Researchers from the University of Birmingham have identified an important new way in which our immune systems are regulated, and hope that understanding it will help tackle the debilitating effects of type 1 diabetes, rheumatoid arthritis and other serious diseases.

The team discovered a novel pathway that regulates the movement of pathogenic immune cells from the blood into tissue during an inflammatory response.

A healthy, efficient immune system ordinarily works to damp down inflammation and carefully regulate the magnitude of the response to infection and disease. In diseases such as diabetes and arthritis, as well as when we age, our immune system becomes less stringently regulated and this can lead to an exaggerated inflammatory  response – allowing inappropriate access of immune cells to vulnerable tissues.  The new study shows that beneficial effects of the new pathway are lost in these diseases, as well as during normal ageing.

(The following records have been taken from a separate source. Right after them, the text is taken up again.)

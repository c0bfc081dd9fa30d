//! Translation of HTTP error responses into typed errors.

use std::borrow::Cow;

use serde_json::Value;

use super::{Error, ErrorKind};

/// Phrase used when a status code has no canonical reason.
const UNKNOWN_REASON: &str = "Unknown Status";

/// The error payload carried by every API error.
///
/// Built from the JSON body the Gantry API sends on failure
/// (`{"error": ..., "error_description": ..., "error_detail": ...}`), or
/// synthesized from the status reason phrase and the raw body when the body
/// is not a JSON object.
#[derive(Debug, Clone, PartialEq)]
pub struct ApiErrorBody {
    /// HTTP status code of the failed response.
    pub status_code: u16,
    /// Short machine-readable error code, or the reason phrase.
    pub error: String,
    /// Human-readable description, or the raw response text.
    pub error_description: String,
    /// Structured detail, when the API supplied one.
    pub error_detail: Option<Value>,
    /// URL of the request that failed.
    pub url: String,
}

/// Returns the canonical reason phrase for a status code.
fn reason_phrase(status: u16) -> &'static str {
    reqwest::StatusCode::from_u16(status)
        .ok()
        .and_then(|s| s.canonical_reason())
        .unwrap_or(UNKNOWN_REASON)
}

/// Builds the typed error for a failed response.
///
/// This is a pure function of its inputs. `reason` falls back to the
/// canonical phrase for `status` when `None`.
pub fn translate(status: u16, reason: Option<&str>, url: &str, body_text: &str) -> Error {
    let reason = reason.unwrap_or_else(|| reason_phrase(status));
    let parsed = serde_json::from_str::<Value>(body_text).ok();

    let (error, error_description, error_detail) = match parsed {
        Some(Value::Object(mut fields)) => {
            let error = fields
                .remove("error")
                .and_then(value_to_text)
                .unwrap_or_else(|| reason.to_string());
            let description = fields
                .remove("error_description")
                .and_then(value_to_text)
                .unwrap_or_else(|| body_text.to_string());
            let detail = fields.remove("error_detail").filter(|v| !v.is_null());
            (error, description, detail)
        }
        _ => (reason.to_string(), body_text.to_string(), None),
    };

    let kind = ErrorKind::from_http_status(status);
    let message: Cow<'static, str> = if error_description.is_empty() {
        Cow::Owned(error.clone())
    } else {
        Cow::Owned(format!("{}: {}", error, error_description))
    };

    Error::new(kind, message).with_api_body(ApiErrorBody {
        status_code: status,
        error,
        error_description,
        error_detail,
        url: url.to_string(),
    })
}

fn value_to_text(value: Value) -> Option<String> {
    match value {
        Value::Null => None,
        Value::String(s) => Some(s),
        other => Some(other.to_string()),
    }
}

impl Error {
    /// Consumes a failed blocking response and translates it.
    ///
    /// An unreadable body is logged and treated as empty text.
    pub fn from_response(response: reqwest::blocking::Response) -> Self {
        let status = response.status();
        let url = response.url().to_string();
        let text = match response.text() {
            Ok(text) => text,
            Err(e) => {
                tracing::warn!(
                    status = status.as_u16(),
                    url = %url,
                    error = %e,
                    "failed to read error response body"
                );
                String::new()
            }
        };
        translate(status.as_u16(), status.canonical_reason(), &url, &text)
    }
}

The study, published in Nature Medicine, details how a key molecule regulates this aspect of our immune response. Importantly, the team were then able to show how the addition of this molecule to immune cells from patients with diabetes and arthritis could regain control of the movement of their immune cells, thereby reversing the pathogenic changes seen in these diseases.

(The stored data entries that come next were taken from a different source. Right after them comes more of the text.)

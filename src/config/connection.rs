//! Resolved connection configuration.

use std::time::Duration;

use url::Url;

use super::{RetryConfig, Settings};
use crate::Error;

/// Base URL used when neither the builder nor `GANTRY_API_URL` sets one.
pub const DEFAULT_BASE_URL: &str = "https://api.gantry.dev";

/// Per-attempt timeout used when neither the builder nor `GANTRY_TIMEOUT` sets one.
pub const DEFAULT_TIMEOUT: Duration = Duration::from_secs(30);

/// Retry count used when neither the builder nor `GANTRY_MAX_RETRY_COUNT` sets one.
pub const DEFAULT_MAX_RETRY_COUNT: u32 = 5;

/// Immutable configuration owned by a [`Connection`](crate::Connection).
///
/// Each value is resolved once with the precedence
/// explicit argument > environment > built-in default.
#[derive(Debug, Clone, PartialEq)]
pub struct ConnectionConfig {
    base_url: String,
    timeout: Duration,
    retry: RetryConfig,
}

impl ConnectionConfig {
    /// Resolves a configuration from explicit overrides and settings.
    ///
    /// A caller-supplied `retry` policy counts as an explicit retry count,
    /// ranked below `max_retry_count` and above the environment.
    pub(crate) fn resolve(
        base_url: Option<String>,
        timeout: Option<Duration>,
        max_retry_count: Option<u32>,
        retry: Option<RetryConfig>,
        settings: &Settings,
    ) -> Result<Self, Error> {
        let base_url = base_url
            .or_else(|| settings.api_url.clone())
            .unwrap_or_else(|| DEFAULT_BASE_URL.to_string());
        let base_url = normalize_base_url(&base_url)?;

        let timeout = timeout.or(settings.timeout).unwrap_or(DEFAULT_TIMEOUT);

        let explicit_retry_count = retry.as_ref().map(|r| r.max_retries);
        let mut retry = retry.unwrap_or_default();
        retry.max_retries = max_retry_count
            .or(explicit_retry_count)
            .or(settings.max_retry_count)
            .unwrap_or(DEFAULT_MAX_RETRY_COUNT);

        Ok(Self {
            base_url,
            timeout,
            retry,
        })
    }

    /// Returns the base URL, without a trailing slash.
    pub fn base_url(&self) -> &str {
        &self.base_url
    }

    /// Returns the default per-attempt timeout.
    pub fn timeout(&self) -> Duration {
        self.timeout
    }

    /// Returns the maximum number of retries after the first attempt.
    pub fn max_retry_count(&self) -> u32 {
        self.retry.max_retries
    }

    /// Returns the retry policy.
    pub fn retry(&self) -> &RetryConfig {
        &self.retry
    }

    /// Builds the request URL for a path.
    ///
    /// The path is always appended to the base URL with exactly one `/` at
    /// the junction, so requests (and their credential) never leave the
    /// configured host.
    pub fn url_for(&self, path: &str) -> String {
        if path.is_empty() {
            return self.base_url.clone();
        }
        format!("{}/{}", self.base_url, path.trim_start_matches('/'))
    }
}

fn normalize_base_url(raw: &str) -> Result<String, Error> {
    let parsed = Url::parse(raw)?;
    if !matches!(parsed.scheme(), "http" | "https") {
        return Err(Error::configuration(format!(
            "base URL must use http or https: {}",
            raw
        )));
    }
    Ok(raw.trim_end_matches('/').to_string())
}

Professor Ed Rainger, from the University of Birmingham, explained, “Our immune system becomes progressively less effective over the years and this can become harmful leading to disease. Being able to understand the link between ageing and pathology will help us to reduce the risk of ill health associated with increasing age.”

“Our discovery of this new pathway is very exciting. Not only does it reveal new ways in which our bodies control inflammation, it also indicates that we may be able design new drugs to reverse the disease and age specific loss of this pathway.”

“The fact that the new pathway is relevant to both diabetes and rheumatoid arthritis, which are quite different diseases, implies a broad applicability to many chronic inflammatory and autoimmune diseases. This is an area of research we are keen to follow, and will be working with doctors from other specialities to determine whether this is the case and whether new therapies might be more broadly applicable”

The global healthcare landscape is undergoing a significant shift, with some populations experiencing a sharp increase in life expectancy. However, an ageing population comes with a rise in the prevalence of debilitating diseases, which in turn passes on a significant burden to the patients, their families and their health service providers.

Professor Rainger added, ‘The link between the decline of this pathway and normal ageing is also very interesting, as this is a natural process. It means that patients with diseases such as rheumatoid arthritis may have accelerated decline of this pathway so that individuals as young as 20 have the immune function of 70 year olds. If we can identify patients at risk of developing this disease we may be able to artificially restore some vigour to their immune systems and reduce the burden of disease for the individual patient as well as their families and the NHS.’’

The next step is to use the findings in clinical studies that will investigate the viability of treatments and therapies targeting this  pathway.

Professor Peter Weissberg, Medical Director at the British Heart Foundation, said: “This is a superb piece of research that appears to have identified a new way to regulate chronic inflammation. It helps to explain why autoimmune diseases like rheumatoid arthritis become more common with age.”

“It remains to be seen whether these findings will have any direct relevance to cardiovascular disease. However, coronary heart disease tends to be more common in people with chronic inflammatory conditions such as rheumatoid arthritis, so if this research leads to better treatments for these conditions, it might be expected that this will lead to fewer heart attacks in these patients.”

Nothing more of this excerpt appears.